● **Work task**: From the listing below, return each line that includes "Cleanup".

● **Records shown**:
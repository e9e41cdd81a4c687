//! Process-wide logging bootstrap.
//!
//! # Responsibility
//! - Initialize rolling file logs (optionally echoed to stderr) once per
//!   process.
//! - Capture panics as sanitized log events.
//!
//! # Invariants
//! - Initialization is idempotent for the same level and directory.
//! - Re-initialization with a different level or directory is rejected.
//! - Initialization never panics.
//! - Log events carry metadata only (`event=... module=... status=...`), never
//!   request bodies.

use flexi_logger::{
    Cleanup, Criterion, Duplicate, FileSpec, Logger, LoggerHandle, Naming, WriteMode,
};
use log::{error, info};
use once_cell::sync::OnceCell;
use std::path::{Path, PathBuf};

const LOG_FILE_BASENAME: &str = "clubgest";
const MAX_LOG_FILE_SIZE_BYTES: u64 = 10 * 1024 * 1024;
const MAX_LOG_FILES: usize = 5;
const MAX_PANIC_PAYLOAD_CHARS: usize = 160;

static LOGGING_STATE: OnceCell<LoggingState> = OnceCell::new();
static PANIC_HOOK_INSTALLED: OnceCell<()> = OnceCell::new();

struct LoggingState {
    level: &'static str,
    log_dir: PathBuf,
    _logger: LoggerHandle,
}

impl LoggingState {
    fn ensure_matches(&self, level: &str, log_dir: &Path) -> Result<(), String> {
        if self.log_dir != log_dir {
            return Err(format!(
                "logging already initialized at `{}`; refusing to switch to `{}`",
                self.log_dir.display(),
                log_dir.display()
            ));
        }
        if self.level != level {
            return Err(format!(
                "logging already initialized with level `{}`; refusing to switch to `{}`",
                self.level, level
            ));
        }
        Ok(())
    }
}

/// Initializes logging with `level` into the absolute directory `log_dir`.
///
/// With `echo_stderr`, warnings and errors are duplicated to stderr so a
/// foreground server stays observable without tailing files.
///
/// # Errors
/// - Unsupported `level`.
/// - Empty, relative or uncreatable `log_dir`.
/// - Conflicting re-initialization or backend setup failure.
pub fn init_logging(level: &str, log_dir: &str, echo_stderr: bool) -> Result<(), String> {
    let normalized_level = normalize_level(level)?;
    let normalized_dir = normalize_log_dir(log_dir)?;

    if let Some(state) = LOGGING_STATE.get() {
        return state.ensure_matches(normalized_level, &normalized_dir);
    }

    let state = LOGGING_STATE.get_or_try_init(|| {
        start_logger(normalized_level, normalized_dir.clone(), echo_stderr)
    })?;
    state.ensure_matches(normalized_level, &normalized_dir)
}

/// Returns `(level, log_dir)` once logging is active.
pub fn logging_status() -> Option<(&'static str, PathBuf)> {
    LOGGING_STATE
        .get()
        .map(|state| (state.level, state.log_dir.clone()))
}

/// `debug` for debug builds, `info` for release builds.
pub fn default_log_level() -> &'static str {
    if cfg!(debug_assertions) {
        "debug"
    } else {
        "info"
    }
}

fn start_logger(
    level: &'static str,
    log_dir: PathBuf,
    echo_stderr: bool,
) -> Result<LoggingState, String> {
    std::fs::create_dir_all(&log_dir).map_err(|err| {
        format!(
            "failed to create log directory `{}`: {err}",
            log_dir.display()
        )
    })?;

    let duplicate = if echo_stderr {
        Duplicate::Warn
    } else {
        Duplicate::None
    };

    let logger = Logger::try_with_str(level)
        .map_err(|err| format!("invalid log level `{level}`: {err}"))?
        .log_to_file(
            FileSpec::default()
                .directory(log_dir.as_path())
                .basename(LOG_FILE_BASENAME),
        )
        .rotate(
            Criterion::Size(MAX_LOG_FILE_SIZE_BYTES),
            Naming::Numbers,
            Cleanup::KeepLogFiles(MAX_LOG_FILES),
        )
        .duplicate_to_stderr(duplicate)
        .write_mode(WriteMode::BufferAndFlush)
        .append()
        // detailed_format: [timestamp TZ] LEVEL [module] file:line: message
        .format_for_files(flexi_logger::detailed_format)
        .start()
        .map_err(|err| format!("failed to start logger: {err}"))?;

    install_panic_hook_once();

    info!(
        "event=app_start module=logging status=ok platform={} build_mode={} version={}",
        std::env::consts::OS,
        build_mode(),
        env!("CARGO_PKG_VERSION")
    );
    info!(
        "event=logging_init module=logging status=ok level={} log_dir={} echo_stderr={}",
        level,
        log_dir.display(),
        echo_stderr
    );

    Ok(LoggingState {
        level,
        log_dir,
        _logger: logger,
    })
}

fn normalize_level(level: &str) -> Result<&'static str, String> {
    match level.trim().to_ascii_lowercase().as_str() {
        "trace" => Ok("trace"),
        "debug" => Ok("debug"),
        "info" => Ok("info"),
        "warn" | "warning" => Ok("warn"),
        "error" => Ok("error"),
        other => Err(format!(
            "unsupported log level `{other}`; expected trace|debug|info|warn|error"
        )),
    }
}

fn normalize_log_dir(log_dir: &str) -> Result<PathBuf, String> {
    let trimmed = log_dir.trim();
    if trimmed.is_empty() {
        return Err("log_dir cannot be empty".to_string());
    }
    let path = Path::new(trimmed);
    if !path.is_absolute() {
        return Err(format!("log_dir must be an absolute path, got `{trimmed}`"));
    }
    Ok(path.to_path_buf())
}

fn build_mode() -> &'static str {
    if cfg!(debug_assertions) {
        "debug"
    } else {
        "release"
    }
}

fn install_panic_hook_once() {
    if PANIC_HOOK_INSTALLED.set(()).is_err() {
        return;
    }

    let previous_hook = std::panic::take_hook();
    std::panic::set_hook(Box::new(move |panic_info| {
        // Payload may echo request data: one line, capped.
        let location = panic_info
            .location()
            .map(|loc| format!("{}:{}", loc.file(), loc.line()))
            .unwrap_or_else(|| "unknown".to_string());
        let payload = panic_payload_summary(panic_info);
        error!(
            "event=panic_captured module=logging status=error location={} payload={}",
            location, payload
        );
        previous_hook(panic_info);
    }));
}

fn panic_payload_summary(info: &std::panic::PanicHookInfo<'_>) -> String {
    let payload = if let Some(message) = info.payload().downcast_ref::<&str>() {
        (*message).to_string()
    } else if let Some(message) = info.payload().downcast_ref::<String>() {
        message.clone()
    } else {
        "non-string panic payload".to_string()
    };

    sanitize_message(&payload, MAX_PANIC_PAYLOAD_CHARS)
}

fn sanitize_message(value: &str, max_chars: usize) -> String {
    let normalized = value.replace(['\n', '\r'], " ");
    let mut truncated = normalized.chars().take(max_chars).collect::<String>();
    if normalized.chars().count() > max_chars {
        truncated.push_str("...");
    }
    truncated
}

--

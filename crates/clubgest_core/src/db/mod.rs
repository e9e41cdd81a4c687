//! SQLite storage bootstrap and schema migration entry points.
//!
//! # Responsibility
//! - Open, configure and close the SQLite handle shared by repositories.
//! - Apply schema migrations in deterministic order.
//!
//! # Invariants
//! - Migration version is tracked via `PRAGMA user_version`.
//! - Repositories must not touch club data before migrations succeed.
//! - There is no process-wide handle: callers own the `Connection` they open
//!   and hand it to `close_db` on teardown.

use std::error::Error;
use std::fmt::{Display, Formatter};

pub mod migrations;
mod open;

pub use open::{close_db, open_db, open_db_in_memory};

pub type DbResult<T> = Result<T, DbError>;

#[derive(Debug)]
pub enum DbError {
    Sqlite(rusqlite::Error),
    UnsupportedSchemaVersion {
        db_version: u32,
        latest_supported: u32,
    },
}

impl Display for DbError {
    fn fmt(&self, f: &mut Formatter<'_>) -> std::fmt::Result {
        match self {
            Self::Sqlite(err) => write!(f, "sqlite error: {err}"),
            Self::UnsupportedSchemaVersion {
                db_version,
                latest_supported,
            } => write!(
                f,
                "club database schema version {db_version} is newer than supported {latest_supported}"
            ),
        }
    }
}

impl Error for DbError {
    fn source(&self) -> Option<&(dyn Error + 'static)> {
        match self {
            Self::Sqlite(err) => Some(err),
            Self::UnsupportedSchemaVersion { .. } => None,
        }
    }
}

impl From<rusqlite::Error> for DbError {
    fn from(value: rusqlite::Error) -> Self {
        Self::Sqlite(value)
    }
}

● **Task answer**:
    Cleanup, Criterion, Duplicate, FileSpec, Logger, LoggerHandle, Naming, WriteMode,
            Cleanup::KeepLogFiles(MAX_LOG_FILES),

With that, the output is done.